In the records that follow, the lines from the one containing "filename readalong-cli/src/view.rs" to the one containing "const FALLBACK_CELL_WIDTH: f32 = 8.0;", inclusive, are to be given again exactly.

####

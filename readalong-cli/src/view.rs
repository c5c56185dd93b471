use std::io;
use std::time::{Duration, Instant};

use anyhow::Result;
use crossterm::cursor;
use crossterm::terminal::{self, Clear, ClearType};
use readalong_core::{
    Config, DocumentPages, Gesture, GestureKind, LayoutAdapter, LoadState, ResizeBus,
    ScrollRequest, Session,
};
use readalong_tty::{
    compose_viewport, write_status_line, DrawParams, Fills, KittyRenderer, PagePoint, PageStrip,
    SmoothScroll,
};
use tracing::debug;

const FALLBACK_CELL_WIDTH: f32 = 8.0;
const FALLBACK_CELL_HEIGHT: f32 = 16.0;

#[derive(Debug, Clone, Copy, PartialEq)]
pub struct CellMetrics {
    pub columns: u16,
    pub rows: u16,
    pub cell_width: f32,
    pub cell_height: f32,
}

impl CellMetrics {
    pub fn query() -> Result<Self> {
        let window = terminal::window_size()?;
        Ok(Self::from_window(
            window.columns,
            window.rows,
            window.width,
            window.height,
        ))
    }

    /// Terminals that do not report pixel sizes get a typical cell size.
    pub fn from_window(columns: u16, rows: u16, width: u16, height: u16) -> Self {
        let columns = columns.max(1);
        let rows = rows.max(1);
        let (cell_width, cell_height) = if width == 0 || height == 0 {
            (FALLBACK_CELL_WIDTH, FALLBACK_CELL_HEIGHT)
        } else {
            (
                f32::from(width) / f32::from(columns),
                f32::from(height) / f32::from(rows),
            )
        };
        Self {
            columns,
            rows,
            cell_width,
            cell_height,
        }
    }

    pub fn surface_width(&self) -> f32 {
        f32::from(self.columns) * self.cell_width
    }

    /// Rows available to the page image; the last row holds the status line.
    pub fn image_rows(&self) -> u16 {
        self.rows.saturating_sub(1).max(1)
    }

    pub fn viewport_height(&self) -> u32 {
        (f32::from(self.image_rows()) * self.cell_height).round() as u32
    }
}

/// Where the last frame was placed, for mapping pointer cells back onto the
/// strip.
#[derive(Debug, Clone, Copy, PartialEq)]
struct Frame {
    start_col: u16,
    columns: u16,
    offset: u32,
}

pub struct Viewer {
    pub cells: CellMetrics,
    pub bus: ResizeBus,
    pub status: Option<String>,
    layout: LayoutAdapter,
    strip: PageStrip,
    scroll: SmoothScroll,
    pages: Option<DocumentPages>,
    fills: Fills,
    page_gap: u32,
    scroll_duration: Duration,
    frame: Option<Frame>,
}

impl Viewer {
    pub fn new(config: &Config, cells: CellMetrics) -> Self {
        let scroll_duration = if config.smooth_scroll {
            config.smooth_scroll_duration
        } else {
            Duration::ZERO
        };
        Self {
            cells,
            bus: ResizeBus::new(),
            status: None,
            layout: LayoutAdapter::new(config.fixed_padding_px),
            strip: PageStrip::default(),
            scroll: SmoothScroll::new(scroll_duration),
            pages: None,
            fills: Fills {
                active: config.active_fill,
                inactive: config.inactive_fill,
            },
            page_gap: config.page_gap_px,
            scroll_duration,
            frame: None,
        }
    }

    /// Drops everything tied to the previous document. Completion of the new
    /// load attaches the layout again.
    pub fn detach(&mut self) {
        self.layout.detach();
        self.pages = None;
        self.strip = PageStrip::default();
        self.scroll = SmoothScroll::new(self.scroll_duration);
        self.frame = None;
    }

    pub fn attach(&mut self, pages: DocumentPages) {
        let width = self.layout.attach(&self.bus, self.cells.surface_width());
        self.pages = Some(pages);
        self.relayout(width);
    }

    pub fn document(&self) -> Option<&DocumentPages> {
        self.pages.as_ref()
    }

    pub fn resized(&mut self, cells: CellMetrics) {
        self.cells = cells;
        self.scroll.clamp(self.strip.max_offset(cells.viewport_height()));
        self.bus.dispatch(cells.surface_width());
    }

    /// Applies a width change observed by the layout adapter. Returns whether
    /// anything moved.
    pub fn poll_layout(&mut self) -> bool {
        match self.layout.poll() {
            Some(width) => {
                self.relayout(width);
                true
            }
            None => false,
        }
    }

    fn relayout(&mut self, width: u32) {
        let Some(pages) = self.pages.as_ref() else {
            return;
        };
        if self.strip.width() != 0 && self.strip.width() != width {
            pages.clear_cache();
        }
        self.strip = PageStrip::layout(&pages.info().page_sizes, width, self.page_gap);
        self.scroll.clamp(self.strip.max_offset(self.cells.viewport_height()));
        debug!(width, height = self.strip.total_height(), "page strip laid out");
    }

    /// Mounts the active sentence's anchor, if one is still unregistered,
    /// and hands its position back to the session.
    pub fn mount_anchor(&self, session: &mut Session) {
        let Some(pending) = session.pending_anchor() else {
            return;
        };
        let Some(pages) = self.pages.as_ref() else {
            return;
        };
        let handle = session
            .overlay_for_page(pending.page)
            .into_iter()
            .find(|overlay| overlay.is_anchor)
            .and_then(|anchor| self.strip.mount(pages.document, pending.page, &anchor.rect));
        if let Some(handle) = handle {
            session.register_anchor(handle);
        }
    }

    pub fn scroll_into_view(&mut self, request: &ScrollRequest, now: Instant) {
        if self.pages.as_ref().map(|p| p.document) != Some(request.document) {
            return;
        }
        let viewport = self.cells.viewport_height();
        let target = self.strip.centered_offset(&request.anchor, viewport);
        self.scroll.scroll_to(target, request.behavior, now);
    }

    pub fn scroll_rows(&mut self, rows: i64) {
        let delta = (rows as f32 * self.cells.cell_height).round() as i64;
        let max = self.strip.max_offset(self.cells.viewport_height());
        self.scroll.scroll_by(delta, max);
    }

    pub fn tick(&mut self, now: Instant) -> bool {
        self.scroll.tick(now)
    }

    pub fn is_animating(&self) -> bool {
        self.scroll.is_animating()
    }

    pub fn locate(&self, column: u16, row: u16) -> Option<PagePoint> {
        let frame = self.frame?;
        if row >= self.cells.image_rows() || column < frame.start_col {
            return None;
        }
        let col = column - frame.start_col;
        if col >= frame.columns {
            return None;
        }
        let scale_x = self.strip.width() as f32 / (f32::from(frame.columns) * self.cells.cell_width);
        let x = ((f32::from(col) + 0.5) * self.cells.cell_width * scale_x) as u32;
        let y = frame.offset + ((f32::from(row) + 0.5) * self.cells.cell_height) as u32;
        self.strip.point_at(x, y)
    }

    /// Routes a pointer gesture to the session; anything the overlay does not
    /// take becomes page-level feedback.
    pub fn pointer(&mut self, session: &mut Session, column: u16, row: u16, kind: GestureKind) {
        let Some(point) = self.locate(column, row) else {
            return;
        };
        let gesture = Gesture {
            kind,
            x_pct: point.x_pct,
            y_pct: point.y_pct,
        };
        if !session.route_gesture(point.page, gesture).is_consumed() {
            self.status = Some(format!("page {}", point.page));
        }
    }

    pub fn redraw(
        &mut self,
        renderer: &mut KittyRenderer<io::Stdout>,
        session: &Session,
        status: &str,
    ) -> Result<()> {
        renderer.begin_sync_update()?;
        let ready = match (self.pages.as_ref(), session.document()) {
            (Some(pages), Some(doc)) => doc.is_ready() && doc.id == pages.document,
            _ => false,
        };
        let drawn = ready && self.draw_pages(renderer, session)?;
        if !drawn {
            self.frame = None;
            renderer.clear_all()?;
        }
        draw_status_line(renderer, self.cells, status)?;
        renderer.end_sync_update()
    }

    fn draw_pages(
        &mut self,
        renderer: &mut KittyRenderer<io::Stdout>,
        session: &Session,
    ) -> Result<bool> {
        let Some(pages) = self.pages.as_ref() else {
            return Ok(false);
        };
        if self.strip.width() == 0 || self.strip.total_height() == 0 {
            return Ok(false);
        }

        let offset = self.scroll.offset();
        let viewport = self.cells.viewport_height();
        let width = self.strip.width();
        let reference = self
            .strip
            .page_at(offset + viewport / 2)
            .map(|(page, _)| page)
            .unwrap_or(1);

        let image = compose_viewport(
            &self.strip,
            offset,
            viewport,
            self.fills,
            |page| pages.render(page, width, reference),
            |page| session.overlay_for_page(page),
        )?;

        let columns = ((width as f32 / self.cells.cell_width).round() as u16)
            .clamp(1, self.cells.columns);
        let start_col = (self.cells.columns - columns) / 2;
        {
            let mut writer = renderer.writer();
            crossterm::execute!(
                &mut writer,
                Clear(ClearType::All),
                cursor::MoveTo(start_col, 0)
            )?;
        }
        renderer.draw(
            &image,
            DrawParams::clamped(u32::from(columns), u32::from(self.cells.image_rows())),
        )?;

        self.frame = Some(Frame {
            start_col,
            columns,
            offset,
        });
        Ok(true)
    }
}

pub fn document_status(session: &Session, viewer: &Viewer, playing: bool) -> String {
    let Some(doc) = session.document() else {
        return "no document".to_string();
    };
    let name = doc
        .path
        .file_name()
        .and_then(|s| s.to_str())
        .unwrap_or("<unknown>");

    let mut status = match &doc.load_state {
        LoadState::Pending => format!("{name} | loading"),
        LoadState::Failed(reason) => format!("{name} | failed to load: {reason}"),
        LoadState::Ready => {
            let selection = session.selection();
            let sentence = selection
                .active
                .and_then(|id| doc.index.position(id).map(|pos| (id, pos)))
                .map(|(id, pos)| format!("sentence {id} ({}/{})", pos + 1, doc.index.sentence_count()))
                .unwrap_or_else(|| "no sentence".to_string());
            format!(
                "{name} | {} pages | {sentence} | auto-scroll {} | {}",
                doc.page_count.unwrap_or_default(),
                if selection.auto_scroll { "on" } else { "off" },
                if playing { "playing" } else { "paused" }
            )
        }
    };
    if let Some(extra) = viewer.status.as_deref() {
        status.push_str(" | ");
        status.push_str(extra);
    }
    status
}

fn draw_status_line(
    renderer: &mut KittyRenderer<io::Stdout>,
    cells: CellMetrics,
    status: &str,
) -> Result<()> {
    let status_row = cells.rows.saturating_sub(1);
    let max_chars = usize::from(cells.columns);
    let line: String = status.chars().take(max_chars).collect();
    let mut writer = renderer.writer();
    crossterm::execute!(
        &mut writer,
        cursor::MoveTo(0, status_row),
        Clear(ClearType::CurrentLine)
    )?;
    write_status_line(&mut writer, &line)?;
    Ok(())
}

####

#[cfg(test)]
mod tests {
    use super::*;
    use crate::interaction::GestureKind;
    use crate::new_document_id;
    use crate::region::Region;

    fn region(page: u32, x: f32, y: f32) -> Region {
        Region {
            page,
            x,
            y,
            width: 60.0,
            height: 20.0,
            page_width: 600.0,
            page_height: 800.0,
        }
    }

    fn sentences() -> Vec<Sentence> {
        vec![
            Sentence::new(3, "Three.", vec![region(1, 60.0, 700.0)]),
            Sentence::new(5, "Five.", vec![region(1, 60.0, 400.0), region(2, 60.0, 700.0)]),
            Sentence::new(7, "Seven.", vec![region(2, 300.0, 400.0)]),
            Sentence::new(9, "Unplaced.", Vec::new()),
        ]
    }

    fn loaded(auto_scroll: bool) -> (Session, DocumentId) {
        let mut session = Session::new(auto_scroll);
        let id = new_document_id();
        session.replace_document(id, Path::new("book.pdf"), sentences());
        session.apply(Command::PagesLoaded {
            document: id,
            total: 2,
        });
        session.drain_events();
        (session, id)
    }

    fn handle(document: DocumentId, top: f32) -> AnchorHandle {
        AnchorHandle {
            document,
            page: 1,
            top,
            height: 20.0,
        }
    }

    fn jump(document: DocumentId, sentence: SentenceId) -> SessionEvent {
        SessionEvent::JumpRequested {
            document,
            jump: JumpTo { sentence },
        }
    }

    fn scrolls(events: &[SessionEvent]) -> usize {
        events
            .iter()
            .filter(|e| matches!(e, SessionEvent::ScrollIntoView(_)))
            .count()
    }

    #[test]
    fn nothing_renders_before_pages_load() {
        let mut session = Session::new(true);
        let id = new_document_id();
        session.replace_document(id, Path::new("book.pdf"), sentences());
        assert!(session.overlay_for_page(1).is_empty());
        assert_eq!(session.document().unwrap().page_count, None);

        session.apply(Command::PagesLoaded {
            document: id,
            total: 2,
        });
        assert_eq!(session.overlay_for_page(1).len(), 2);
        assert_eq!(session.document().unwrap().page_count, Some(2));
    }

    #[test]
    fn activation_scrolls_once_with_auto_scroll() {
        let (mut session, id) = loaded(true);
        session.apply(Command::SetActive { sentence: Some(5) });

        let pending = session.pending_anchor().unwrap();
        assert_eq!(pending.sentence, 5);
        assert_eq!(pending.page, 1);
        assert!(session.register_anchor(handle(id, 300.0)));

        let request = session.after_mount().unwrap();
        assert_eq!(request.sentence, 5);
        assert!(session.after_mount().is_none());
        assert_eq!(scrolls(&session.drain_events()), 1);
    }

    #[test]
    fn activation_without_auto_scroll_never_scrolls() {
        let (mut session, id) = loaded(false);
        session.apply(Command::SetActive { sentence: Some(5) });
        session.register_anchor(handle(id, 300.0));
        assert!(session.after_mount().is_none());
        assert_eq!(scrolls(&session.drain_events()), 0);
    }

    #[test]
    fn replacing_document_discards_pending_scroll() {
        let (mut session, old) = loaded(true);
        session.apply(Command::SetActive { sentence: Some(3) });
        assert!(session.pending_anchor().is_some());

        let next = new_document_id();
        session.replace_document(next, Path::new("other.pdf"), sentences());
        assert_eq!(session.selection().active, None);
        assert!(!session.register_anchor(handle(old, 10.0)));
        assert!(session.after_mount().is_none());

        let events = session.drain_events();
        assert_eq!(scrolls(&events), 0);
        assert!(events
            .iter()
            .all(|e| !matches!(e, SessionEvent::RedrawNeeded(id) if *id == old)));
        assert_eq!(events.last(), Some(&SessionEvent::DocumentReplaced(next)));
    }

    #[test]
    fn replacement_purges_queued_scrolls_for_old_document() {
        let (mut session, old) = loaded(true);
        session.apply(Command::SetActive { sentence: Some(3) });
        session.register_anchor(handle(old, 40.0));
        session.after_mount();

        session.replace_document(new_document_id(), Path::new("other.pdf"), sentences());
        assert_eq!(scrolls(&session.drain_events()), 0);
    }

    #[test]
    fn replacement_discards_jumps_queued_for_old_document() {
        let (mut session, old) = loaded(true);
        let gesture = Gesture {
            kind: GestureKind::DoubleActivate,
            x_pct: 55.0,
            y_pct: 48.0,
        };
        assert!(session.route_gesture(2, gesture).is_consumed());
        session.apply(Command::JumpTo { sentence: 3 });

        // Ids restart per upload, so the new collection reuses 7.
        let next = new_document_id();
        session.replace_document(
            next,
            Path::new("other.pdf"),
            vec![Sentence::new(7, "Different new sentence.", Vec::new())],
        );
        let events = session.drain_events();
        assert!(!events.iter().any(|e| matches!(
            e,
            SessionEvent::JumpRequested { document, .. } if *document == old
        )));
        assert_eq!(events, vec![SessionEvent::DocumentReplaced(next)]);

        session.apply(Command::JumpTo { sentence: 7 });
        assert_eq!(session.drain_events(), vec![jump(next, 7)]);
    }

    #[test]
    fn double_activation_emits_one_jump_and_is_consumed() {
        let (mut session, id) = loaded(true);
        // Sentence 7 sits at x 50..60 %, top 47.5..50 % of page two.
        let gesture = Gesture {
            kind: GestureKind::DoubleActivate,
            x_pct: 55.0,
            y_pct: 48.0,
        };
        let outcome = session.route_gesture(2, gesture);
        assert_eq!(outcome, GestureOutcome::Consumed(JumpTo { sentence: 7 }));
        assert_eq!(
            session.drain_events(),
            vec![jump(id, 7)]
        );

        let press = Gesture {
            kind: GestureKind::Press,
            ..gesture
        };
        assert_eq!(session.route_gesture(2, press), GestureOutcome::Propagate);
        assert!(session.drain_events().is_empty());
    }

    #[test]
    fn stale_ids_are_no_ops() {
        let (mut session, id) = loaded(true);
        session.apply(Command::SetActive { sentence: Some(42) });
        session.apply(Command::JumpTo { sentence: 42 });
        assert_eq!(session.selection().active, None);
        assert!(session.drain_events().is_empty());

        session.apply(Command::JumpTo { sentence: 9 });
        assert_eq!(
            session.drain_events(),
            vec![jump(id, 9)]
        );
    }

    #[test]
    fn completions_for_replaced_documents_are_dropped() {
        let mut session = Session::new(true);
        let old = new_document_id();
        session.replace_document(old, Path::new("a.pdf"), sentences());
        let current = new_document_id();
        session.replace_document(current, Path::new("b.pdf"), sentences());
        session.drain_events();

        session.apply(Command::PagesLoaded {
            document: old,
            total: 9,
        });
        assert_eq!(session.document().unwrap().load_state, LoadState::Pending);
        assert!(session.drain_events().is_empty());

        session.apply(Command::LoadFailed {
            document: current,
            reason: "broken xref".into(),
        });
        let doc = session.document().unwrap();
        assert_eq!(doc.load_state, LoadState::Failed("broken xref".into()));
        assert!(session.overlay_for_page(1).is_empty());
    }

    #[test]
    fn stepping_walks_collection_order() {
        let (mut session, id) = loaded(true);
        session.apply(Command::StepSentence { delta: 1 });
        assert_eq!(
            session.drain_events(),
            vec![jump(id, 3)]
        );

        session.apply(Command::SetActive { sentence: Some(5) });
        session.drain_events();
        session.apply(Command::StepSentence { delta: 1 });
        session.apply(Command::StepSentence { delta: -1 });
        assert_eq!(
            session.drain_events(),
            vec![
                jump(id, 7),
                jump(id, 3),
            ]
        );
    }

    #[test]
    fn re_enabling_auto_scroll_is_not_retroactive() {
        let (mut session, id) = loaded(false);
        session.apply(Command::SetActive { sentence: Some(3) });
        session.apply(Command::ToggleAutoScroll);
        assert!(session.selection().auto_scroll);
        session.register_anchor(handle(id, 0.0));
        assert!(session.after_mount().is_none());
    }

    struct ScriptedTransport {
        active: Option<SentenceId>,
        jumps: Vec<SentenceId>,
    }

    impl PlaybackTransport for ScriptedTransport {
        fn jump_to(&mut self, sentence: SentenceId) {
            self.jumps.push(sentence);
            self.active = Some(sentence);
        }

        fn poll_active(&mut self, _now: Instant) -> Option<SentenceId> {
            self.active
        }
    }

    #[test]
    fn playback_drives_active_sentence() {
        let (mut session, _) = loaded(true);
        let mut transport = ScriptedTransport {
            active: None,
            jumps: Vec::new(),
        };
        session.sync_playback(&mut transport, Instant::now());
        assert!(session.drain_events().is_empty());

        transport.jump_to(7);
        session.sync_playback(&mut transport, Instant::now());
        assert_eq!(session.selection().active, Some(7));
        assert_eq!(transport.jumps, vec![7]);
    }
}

####

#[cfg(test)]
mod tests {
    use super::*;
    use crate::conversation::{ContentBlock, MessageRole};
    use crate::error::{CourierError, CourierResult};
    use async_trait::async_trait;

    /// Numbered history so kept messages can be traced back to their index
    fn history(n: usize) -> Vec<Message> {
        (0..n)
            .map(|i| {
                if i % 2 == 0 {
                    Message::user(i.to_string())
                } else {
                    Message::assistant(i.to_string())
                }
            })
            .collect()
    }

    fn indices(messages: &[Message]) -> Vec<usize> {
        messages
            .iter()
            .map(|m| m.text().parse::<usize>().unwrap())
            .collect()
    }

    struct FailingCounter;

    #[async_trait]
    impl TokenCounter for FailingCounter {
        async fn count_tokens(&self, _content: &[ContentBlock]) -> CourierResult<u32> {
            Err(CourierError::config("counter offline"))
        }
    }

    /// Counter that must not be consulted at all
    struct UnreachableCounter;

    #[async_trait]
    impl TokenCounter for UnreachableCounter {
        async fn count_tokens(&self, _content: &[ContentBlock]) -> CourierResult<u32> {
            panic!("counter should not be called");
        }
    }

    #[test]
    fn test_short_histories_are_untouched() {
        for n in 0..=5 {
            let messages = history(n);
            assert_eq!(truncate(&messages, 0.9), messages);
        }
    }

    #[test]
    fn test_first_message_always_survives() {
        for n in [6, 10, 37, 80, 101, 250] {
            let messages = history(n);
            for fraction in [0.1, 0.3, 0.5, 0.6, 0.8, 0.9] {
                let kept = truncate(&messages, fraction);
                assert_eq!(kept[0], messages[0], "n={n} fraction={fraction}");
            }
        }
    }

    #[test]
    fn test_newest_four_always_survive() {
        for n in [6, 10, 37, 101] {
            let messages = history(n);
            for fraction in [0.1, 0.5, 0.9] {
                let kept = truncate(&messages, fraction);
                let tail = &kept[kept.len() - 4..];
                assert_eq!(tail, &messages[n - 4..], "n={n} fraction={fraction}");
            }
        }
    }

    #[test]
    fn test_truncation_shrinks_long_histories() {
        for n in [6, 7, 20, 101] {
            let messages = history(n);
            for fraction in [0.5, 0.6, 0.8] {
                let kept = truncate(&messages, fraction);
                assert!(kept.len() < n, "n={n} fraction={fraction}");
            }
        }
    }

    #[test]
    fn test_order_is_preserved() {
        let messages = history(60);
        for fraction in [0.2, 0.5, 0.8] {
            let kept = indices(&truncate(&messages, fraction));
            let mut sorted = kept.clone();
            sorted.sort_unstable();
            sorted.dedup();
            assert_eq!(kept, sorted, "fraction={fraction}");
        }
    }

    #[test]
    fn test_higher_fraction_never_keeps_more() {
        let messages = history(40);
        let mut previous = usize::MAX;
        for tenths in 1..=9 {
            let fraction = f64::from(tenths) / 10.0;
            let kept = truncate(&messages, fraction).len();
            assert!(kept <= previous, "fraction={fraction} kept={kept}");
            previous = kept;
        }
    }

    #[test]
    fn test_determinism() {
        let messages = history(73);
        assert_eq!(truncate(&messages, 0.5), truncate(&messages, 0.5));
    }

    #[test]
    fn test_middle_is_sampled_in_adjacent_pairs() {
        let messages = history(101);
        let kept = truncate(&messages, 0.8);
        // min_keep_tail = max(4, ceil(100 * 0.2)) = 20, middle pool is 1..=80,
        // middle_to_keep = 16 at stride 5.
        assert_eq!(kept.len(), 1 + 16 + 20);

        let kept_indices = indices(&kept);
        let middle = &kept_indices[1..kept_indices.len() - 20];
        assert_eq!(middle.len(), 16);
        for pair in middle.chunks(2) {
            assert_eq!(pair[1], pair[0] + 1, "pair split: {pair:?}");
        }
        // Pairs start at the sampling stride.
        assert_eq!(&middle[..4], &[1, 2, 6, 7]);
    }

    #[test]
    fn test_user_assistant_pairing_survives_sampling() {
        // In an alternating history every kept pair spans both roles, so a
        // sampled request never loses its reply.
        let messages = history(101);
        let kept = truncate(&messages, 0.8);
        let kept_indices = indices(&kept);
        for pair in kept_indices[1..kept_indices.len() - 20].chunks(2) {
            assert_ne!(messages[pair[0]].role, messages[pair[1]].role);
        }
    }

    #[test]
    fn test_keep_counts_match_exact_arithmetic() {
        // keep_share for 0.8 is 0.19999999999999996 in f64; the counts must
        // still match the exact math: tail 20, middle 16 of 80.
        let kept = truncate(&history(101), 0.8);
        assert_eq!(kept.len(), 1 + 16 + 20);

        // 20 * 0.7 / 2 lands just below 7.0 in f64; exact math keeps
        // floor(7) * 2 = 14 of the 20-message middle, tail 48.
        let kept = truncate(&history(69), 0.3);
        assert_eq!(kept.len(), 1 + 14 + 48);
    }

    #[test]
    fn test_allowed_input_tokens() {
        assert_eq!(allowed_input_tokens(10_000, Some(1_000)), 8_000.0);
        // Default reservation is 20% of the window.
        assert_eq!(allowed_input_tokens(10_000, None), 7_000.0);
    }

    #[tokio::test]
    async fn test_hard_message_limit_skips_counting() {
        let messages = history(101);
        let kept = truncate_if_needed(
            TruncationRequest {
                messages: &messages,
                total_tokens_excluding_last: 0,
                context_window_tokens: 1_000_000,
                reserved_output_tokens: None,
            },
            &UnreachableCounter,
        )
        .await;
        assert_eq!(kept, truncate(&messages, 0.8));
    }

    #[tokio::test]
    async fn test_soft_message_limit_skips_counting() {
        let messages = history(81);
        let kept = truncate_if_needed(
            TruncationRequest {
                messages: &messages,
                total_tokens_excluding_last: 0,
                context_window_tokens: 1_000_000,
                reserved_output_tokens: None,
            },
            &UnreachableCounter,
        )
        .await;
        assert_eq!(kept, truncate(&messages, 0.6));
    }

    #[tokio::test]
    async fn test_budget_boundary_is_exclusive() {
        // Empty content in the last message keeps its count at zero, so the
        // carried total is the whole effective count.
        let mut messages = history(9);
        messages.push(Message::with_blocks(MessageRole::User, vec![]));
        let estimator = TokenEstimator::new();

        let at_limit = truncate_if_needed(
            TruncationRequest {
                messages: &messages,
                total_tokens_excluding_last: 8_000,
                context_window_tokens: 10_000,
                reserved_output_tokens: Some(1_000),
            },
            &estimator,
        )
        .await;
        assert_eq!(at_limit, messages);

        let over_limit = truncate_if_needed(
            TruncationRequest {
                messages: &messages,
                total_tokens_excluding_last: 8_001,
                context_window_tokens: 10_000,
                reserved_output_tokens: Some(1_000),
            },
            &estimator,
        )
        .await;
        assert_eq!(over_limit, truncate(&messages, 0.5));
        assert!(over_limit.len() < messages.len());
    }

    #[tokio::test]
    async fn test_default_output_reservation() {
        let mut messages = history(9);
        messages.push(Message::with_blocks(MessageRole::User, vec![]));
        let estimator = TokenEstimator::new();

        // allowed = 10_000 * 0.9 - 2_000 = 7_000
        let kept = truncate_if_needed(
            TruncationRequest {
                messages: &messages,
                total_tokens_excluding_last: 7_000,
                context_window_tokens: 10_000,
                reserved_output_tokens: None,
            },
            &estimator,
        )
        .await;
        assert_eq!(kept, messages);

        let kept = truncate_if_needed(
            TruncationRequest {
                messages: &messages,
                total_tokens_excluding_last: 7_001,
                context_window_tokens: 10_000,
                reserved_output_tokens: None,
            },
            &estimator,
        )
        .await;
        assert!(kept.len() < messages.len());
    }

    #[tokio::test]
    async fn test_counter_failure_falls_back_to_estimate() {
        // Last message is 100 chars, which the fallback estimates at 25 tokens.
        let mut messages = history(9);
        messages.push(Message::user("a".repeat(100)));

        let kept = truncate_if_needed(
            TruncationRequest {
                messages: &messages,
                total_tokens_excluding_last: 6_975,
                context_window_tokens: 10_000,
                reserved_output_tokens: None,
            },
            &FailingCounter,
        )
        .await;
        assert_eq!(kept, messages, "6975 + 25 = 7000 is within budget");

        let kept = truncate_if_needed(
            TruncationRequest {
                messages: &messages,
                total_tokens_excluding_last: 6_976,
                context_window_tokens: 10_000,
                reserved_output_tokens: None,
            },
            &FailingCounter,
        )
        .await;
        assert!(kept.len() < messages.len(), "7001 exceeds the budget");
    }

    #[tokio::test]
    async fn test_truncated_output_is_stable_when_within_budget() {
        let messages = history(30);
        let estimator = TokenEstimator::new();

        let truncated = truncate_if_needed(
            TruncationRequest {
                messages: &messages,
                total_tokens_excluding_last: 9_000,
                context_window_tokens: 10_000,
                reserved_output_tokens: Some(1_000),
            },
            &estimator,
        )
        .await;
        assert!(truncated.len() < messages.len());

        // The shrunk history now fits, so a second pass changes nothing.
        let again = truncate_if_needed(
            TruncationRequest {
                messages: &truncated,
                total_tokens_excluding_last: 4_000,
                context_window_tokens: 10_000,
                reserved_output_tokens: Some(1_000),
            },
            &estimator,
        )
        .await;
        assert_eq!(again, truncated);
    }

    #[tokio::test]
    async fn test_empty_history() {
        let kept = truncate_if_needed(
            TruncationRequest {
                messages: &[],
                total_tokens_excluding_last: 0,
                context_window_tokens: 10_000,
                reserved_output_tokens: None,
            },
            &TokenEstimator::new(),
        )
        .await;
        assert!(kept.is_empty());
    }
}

####

* _Task answer_
filename readalong-cli/src/view.rs
repository c5c56185dd93b471
use std::io;
use std::time::{Duration, Instant};

use anyhow::Result;
use crossterm::cursor;
use crossterm::terminal::{self, Clear, ClearType};
use readalong_core::{
    Config, DocumentPages, Gesture, GestureKind, LayoutAdapter, LoadState, ResizeBus,
    ScrollRequest, Session,
};
use readalong_tty::{
    compose_viewport, write_status_line, DrawParams, Fills, KittyRenderer, PagePoint, PageStrip,
    SmoothScroll,
};
use tracing::debug;

const FALLBACK_CELL_WIDTH: f32 = 8.0;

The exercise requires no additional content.